### Your objective
Below are some records; find each line that carries the word "values" and copy it.

(Task data)

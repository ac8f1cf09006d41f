//! Generic entity repositories over SQLite.
//! Entities declare their fields once; repositories derive SQL from them.

pub mod config;
pub mod db;
pub mod logging;
pub mod model;
pub mod naming;
pub mod repo;
pub mod service;

pub use config::{ConfigError, RepoConfig};
pub use logging::{default_log_level, init_logging, init_logging_from_config, logging_status};
pub use model::entity::{table_attributes, Entity, EntityId, FieldDef, FieldKind};
pub use naming::to_snake_case;
pub use repo::generic_repo::{GenericRepository, RepoError, RepoResult, Repository, RowMapper};
pub use service::entity_service::EntityService;

/// Returns the core crate version.
pub fn core_version() -> &'static str {
    env!("CARGO_PKG_VERSION")
}

#[cfg(test)]
mod tests {
    use super::core_version;

    #[test]
    fn version_is_not_empty() {
        assert!(!core_version().is_empty());
    }
}
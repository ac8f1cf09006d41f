#![allow(dead_code)]

use repokit_core::db::{open_db_in_memory, Migration};
use repokit_core::model::value::{column_optional_uuid, column_uuid, optional_uuid_value};
use repokit_core::{Entity, EntityId, FieldDef};
use rusqlite::types::Value;
use rusqlite::{Connection, Row};

pub const LIBRARY_SCHEMA: &str = "
CREATE TABLE authors (
    id TEXT PRIMARY KEY NOT NULL,
    full_name TEXT NOT NULL,
    birth_year INTEGER
);

CREATE TABLE books (
    id TEXT PRIMARY KEY NOT NULL,
    title TEXT NOT NULL,
    page_count INTEGER NOT NULL,
    is_published INTEGER NOT NULL DEFAULT 0,
    author_id TEXT REFERENCES authors(id),
    created_at INTEGER NOT NULL,
    updated_at INTEGER NOT NULL
);
";

pub const LIBRARY_INDEXES: &str = "
CREATE INDEX idx_books_author_id ON books(author_id);
";

pub const MIGRATIONS: &[Migration] = &[
    Migration::new(1, LIBRARY_SCHEMA),
    Migration::new(2, LIBRARY_INDEXES),
];

#[derive(Debug, Clone, PartialEq, Eq)]
pub struct Author {
    pub id: Option<EntityId>,
    pub full_name: String,
    pub birth_year: Option<i64>,
}

impl Author {
    pub fn new(full_name: &str, birth_year: Option<i64>) -> Self {
        Self {
            id: None,
            full_name: full_name.to_string(),
            birth_year,
        }
    }
}

impl Entity for Author {
    fn id(&self) -> Option<EntityId> {
        self.id
    }

    fn fields() -> &'static [FieldDef] {
        const FIELDS: &[FieldDef] = &[
            FieldDef::value("id"),
            FieldDef::value("fullName"),
            FieldDef::primitive("birthYear"),
        ];
        FIELDS
    }

    fn values(&self) -> Vec<Value> {
        vec![
            Value::Text(self.full_name.clone()),
            Value::from(self.birth_year),
        ]
    }
}

pub fn map_author(row: &Row<'_>) -> rusqlite::Result<Author> {
    Ok(Author {
        id: Some(column_uuid(row, "id")?),
        full_name: row.get("full_name")?,
        birth_year: row.get("birth_year")?,
    })
}

#[derive(Debug, Clone, PartialEq, Eq)]
pub struct Book {
    pub id: Option<EntityId>,
    pub title: String,
    pub page_count: i64,
    pub is_published: bool,
    pub author_id: Option<EntityId>,
    pub created_at: Option<i64>,
    pub updated_at: Option<i64>,
}

impl Book {
    pub fn new(title: &str, page_count: i64, author_id: Option<EntityId>) -> Self {
        Self {
            id: None,
            title: title.to_string(),
            page_count,
            is_published: false,
            author_id,
            created_at: None,
            updated_at: None,
        }
    }
}

impl Entity for Book {
    fn id(&self) -> Option<EntityId> {
        self.id
    }

    fn fields() -> &'static [FieldDef] {
        const FIELDS: &[FieldDef] = &[
            FieldDef::value("id"),
            FieldDef::value("title"),
            FieldDef::primitive("pageCount"),
            FieldDef::primitive("isPublished"),
            FieldDef::reference("author"),
            FieldDef::value("createdAt"),
            FieldDef::value("updatedAt"),
        ];
        FIELDS
    }

    fn values(&self) -> Vec<Value> {
        vec![
            Value::Text(self.title.clone()),
            Value::Integer(self.page_count),
            Value::from(self.is_published),
            optional_uuid_value(self.author_id),
        ]
    }
}

pub fn map_book(row: &Row<'_>) -> rusqlite::Result<Book> {
    Ok(Book {
        id: Some(column_uuid(row, "id")?),
        title: row.get("title")?,
        page_count: row.get("page_count")?,
        is_published: row.get("is_published")?,
        author_id: column_optional_uuid(row, "author_id")?,
        created_at: row.get("created_at")?,
        updated_at: row.get("updated_at")?,
    })
}

pub fn library_db() -> Connection {
    open_db_in_memory(MIGRATIONS).unwrap()
}

pub fn count_rows(conn: &Connection, table: &str) -> i64 {
    conn.query_row(&format!("SELECT COUNT(*) FROM {table};"), [], |row| {
        row.get(0)
    })
    .unwrap()
}
//! Use-case services layered over repositories.
//!
//! # Responsibility
//! - Orchestrate repository calls into use-case level APIs.
//! - Keep callers decoupled from storage details.

pub mod entity_service;
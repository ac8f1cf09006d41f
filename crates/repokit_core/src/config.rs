//! Runtime configuration for connections and logging.
//!
//! # Responsibility
//! - Resolve database location, busy timeout and logging settings.
//! - Accept settings from environment variables or a JSON document.
//!
//! # Invariants
//! - Blank environment values are treated as unset.
//! - Missing settings fall back to `RepoConfig::default()`.

use crate::db::DEFAULT_BUSY_TIMEOUT_MS;
use crate::logging::default_log_level;
use serde::Deserialize;
use std::error::Error;
use std::fmt::{Display, Formatter};
use std::path::PathBuf;

pub const ENV_DB_PATH: &str = "REPOKIT_DB_PATH";
pub const ENV_BUSY_TIMEOUT_MS: &str = "REPOKIT_BUSY_TIMEOUT_MS";
pub const ENV_LOG_LEVEL: &str = "REPOKIT_LOG_LEVEL";
pub const ENV_LOG_DIR: &str = "REPOKIT_LOG_DIR";

/// Connection and logging settings.
#[derive(Debug, Clone, PartialEq, Eq, Deserialize)]
#[serde(default, deny_unknown_fields)]
pub struct RepoConfig {
    /// Database file. `None` opens an in-memory database.
    pub db_path: Option<PathBuf>,
    /// SQLite busy timeout in milliseconds.
    pub busy_timeout_ms: u64,
    /// `trace|debug|info|warn|error`.
    pub log_level: String,
    /// Absolute log directory. `None` leaves file logging disabled.
    pub log_dir: Option<PathBuf>,
}

impl Default for RepoConfig {
    fn default() -> Self {
        Self {
            db_path: None,
            busy_timeout_ms: DEFAULT_BUSY_TIMEOUT_MS,
            log_level: default_log_level().to_string(),
            log_dir: None,
        }
    }
}

impl RepoConfig {
    /// Reads settings from process environment variables.
    pub fn from_env() -> Result<Self, ConfigError> {
        Self::from_lookup(|key| std::env::var(key).ok())
    }

    /// Reads settings through `lookup`, keyed by the `REPOKIT_*` names.
    pub fn from_lookup(lookup: impl Fn(&str) -> Option<String>) -> Result<Self, ConfigError> {
        let read = |key: &str| {
            lookup(key)
                .map(|raw| raw.trim().to_string())
                .filter(|value| !value.is_empty())
        };

        let mut config = Self::default();
        if let Some(path) = read(ENV_DB_PATH) {
            config.db_path = Some(PathBuf::from(path));
        }
        if let Some(raw) = read(ENV_BUSY_TIMEOUT_MS) {
            config.busy_timeout_ms = raw.parse().map_err(|_| ConfigError::InvalidValue {
                key: ENV_BUSY_TIMEOUT_MS,
                value: raw.clone(),
                expected: "non-negative integer milliseconds",
            })?;
        }
        if let Some(level) = read(ENV_LOG_LEVEL) {
            config.log_level = level;
        }
        if let Some(dir) = read(ENV_LOG_DIR) {
            config.log_dir = Some(PathBuf::from(dir));
        }
        Ok(config)
    }

    /// Parses a JSON settings document. Absent fields keep their defaults.
    pub fn from_json_str(json: &str) -> Result<Self, ConfigError> {
        serde_json::from_str(json).map_err(ConfigError::Json)
    }
}

#[derive(Debug)]
pub enum ConfigError {
    InvalidValue {
        key: &'static str,
        value: String,
        expected: &'static str,
    },
    Json(serde_json::Error),
}

impl Display for ConfigError {
    fn fmt(&self, f: &mut Formatter<'_>) -> std::fmt::Result {
        match self {
            Self::InvalidValue {
                key,
                value,
                expected,
            } => write!(f, "invalid value `{value}` for {key}: expected {expected}"),
            Self::Json(err) => write!(f, "invalid configuration document: {err}"),
        }
    }
}

impl Error for ConfigError {
    fn source(&self) -> Option<&(dyn Error + 'static)> {
        match self {
            Self::InvalidValue { .. } => None,
            Self::Json(err) => Some(err),
        }
    }
}
//! SQLite migration executor.
//!
//! # Responsibility
//! - Validate caller-registered schema migrations.
//! - Apply pending migrations atomically.
//!
//! # Invariants
//! - `version` values must be strictly increasing and non-zero.
//! - Applied migration version is mirrored to `PRAGMA user_version`.

use crate::db::DbResult;
use log::info;
use rusqlite::Connection;
use std::error::Error;
use std::fmt::{Display, Formatter};

/// One schema step, usually loaded with `include_str!`.
#[derive(Debug, Clone, Copy, PartialEq, Eq)]
pub struct Migration {
    pub version: u32,
    pub sql: &'static str,
}

impl Migration {
    pub const fn new(version: u32, sql: &'static str) -> Self {
        Self { version, sql }
    }
}

/// Rejected migration list or database version.
#[derive(Debug, Clone, Copy, PartialEq, Eq)]
pub enum MigrationError {
    /// Database was written by a newer migration list than the one supplied.
    UnsupportedSchemaVersion { db_version: u32, latest_supported: u32 },
    /// Versions are not strictly increasing (or start at zero).
    InvalidOrder { previous: u32, next: u32 },
}

impl Display for MigrationError {
    fn fmt(&self, f: &mut Formatter<'_>) -> std::fmt::Result {
        match self {
            Self::UnsupportedSchemaVersion {
                db_version,
                latest_supported,
            } => write!(
                f,
                "database schema version {db_version} is newer than supported {latest_supported}"
            ),
            Self::InvalidOrder { previous, next } => write!(
                f,
                "migration version {next} must be greater than preceding version {previous}"
            ),
        }
    }
}

impl Error for MigrationError {}

/// Returns the latest version in `migrations`, or `0` for an empty list.
pub fn latest_version(migrations: &[Migration]) -> u32 {
    migrations.last().map_or(0, |migration| migration.version)
}

/// Applies all pending migrations on the provided connection.
///
/// # Errors
/// - `MigrationError::InvalidOrder` when versions are not strictly increasing.
/// - `MigrationError::UnsupportedSchemaVersion` when the database is newer
///   than `migrations`.
pub fn apply_migrations(conn: &mut Connection, migrations: &[Migration]) -> DbResult<()> {
    validate_order(migrations)?;

    let current_version = current_user_version(conn)?;
    let latest = latest_version(migrations);

    if current_version > latest {
        return Err(MigrationError::UnsupportedSchemaVersion {
            db_version: current_version,
            latest_supported: latest,
        }
        .into());
    }

    if current_version == latest {
        return Ok(());
    }

    let tx = conn.transaction()?;
    for migration in migrations {
        if migration.version <= current_version {
            continue;
        }

        tx.execute_batch(migration.sql)?;
        tx.execute_batch(&format!("PRAGMA user_version = {};", migration.version))?;
    }
    tx.commit()?;

    info!(
        "event=db_migrate module=db status=ok from_version={} to_version={}",
        current_version, latest
    );
    Ok(())
}

fn validate_order(migrations: &[Migration]) -> Result<(), MigrationError> {
    let mut previous = 0;
    for migration in migrations {
        if migration.version <= previous {
            return Err(MigrationError::InvalidOrder {
                previous,
                next: migration.version,
            });
        }
        previous = migration.version;
    }
    Ok(())
}

fn current_user_version(conn: &Connection) -> DbResult<u32> {
    let version = conn.query_row("PRAGMA user_version;", [], |row| row.get::<_, u32>(0))?;
    Ok(version)
}
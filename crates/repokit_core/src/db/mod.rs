//! SQLite storage bootstrap and schema migration entry points.
//!
//! # Responsibility
//! - Open and configure SQLite connections used by repositories.
//! - Apply caller-provided schema migrations in deterministic order.
//!
//! # Invariants
//! - Migration version is tracked via `PRAGMA user_version`.
//! - Repositories must not read/write entity tables before migrations succeed.

use std::error::Error;
use std::fmt::{Display, Formatter};

pub mod migrations;
mod open;

pub use migrations::{apply_migrations, latest_version, Migration, MigrationError};
pub use open::{open_db, open_db_in_memory, open_db_with_config, DEFAULT_BUSY_TIMEOUT_MS};

pub type DbResult<T> = Result<T, DbError>;

/// Connection-level failure: either SQLite itself or schema bootstrap.
#[derive(Debug)]
pub enum DbError {
    Sqlite(rusqlite::Error),
    Migration(MigrationError),
}

impl Display for DbError {
    fn fmt(&self, f: &mut Formatter<'_>) -> std::fmt::Result {
        match self {
            Self::Sqlite(err) => write!(f, "{err}"),
            Self::Migration(err) => write!(f, "schema migration failed: {err}"),
        }
    }
}

impl Error for DbError {
    fn source(&self) -> Option<&(dyn Error + 'static)> {
        match self {
            Self::Sqlite(err) => Some(err),
            Self::Migration(err) => Some(err),
        }
    }
}

impl From<rusqlite::Error> for DbError {
    fn from(value: rusqlite::Error) -> Self {
        Self::Sqlite(value)
    }
}

impl From<MigrationError> for DbError {
    fn from(value: MigrationError) -> Self {
        Self::Migration(value)
    }
}
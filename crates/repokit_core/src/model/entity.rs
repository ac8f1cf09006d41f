//! Entity schema mapping.
//!
//! # Responsibility
//! - Describe how an entity type maps onto table columns.
//! - Derive the attribute column list used by repository SQL assembly.
//!
//! # Invariants
//! - The identifier column is always `id` and never part of the attribute list.
//! - Attribute order follows declaration order in `Entity::fields()`.
//! - `created_at`/`updated_at` values are supplied by the repository, not by
//!   `Entity::values()`.

use crate::naming::to_snake_case;
use rusqlite::types::Value;
use uuid::Uuid;

/// Stable identifier assigned to every persisted entity.
pub type EntityId = Uuid;

/// Identifier column name shared by every mapped table.
pub const ID_COLUMN: &str = "id";
/// Managed creation timestamp column.
pub const CREATED_AT_COLUMN: &str = "created_at";
/// Managed modification timestamp column.
pub const UPDATED_AT_COLUMN: &str = "updated_at";

/// How a declared field is stored.
#[derive(Debug, Clone, Copy, PartialEq, Eq)]
pub enum FieldKind {
    /// Scalar value (integer, float, bool) stored in a same-named column.
    Primitive,
    /// Another entity of the same domain model, stored as `<field>_id`.
    Reference,
    /// Any other value (text, timestamps, enums) stored in a same-named column.
    Value,
}

/// Declared entity field.
#[derive(Debug, Clone, Copy, PartialEq, Eq)]
pub struct FieldDef {
    /// Declared name, in any case convention (`authorName`, `author_name`).
    pub name: &'static str,
    pub kind: FieldKind,
}

impl FieldDef {
    pub const fn primitive(name: &'static str) -> Self {
        Self {
            name,
            kind: FieldKind::Primitive,
        }
    }

    pub const fn reference(name: &'static str) -> Self {
        Self {
            name,
            kind: FieldKind::Reference,
        }
    }

    pub const fn value(name: &'static str) -> Self {
        Self {
            name,
            kind: FieldKind::Value,
        }
    }

    /// Returns the column this field is stored in, or `None` for the id field.
    pub fn column_name(&self) -> Option<String> {
        let snake = to_snake_case(self.name);
        if snake == ID_COLUMN {
            return None;
        }

        match self.kind {
            FieldKind::Reference => Some(format!("{snake}_id")),
            FieldKind::Primitive | FieldKind::Value => Some(snake),
        }
    }
}

/// Explicit schema mapping for a persisted record.
///
/// Implementors declare their fields once; repositories derive column lists
/// from that declaration.
pub trait Entity {
    /// Returns the identifier, or `None` when the entity was never persisted.
    fn id(&self) -> Option<EntityId>;

    /// Declared fields in column order. May include the `id` field.
    fn fields() -> &'static [FieldDef];

    /// Bind values for every attribute column except managed timestamps,
    /// in attribute order.
    fn values(&self) -> Vec<Value>;
}

/// Derives the attribute column list for `T`, excluding `id`.
pub fn table_attributes<T: Entity>() -> Vec<String> {
    T::fields()
        .iter()
        .filter_map(FieldDef::column_name)
        .collect()
}

/// Returns whether `attributes` contains `column`.
pub fn has_attribute(attributes: &[String], column: &str) -> bool {
    attributes.iter().any(|attribute| attribute == column)
}

/// Returns whether `column` is filled in by the repository.
pub fn is_managed_timestamp(column: &str) -> bool {
    column == CREATED_AT_COLUMN || column == UPDATED_AT_COLUMN
}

(End Task data)

### Task answer
    fn values(&self) -> Vec<Value> {
    fn values(&self) -> Vec<Value> {
//! - Blank environment values are treated as unset.
//! - `version` values must be strictly increasing and non-zero.
//! - `created_at`/`updated_at` values are supplied by the repository, not by
//!   `Entity::values()`.
    /// Bind values for every attribute column except managed timestamps,
    fn values(&self) -> Vec<Value>;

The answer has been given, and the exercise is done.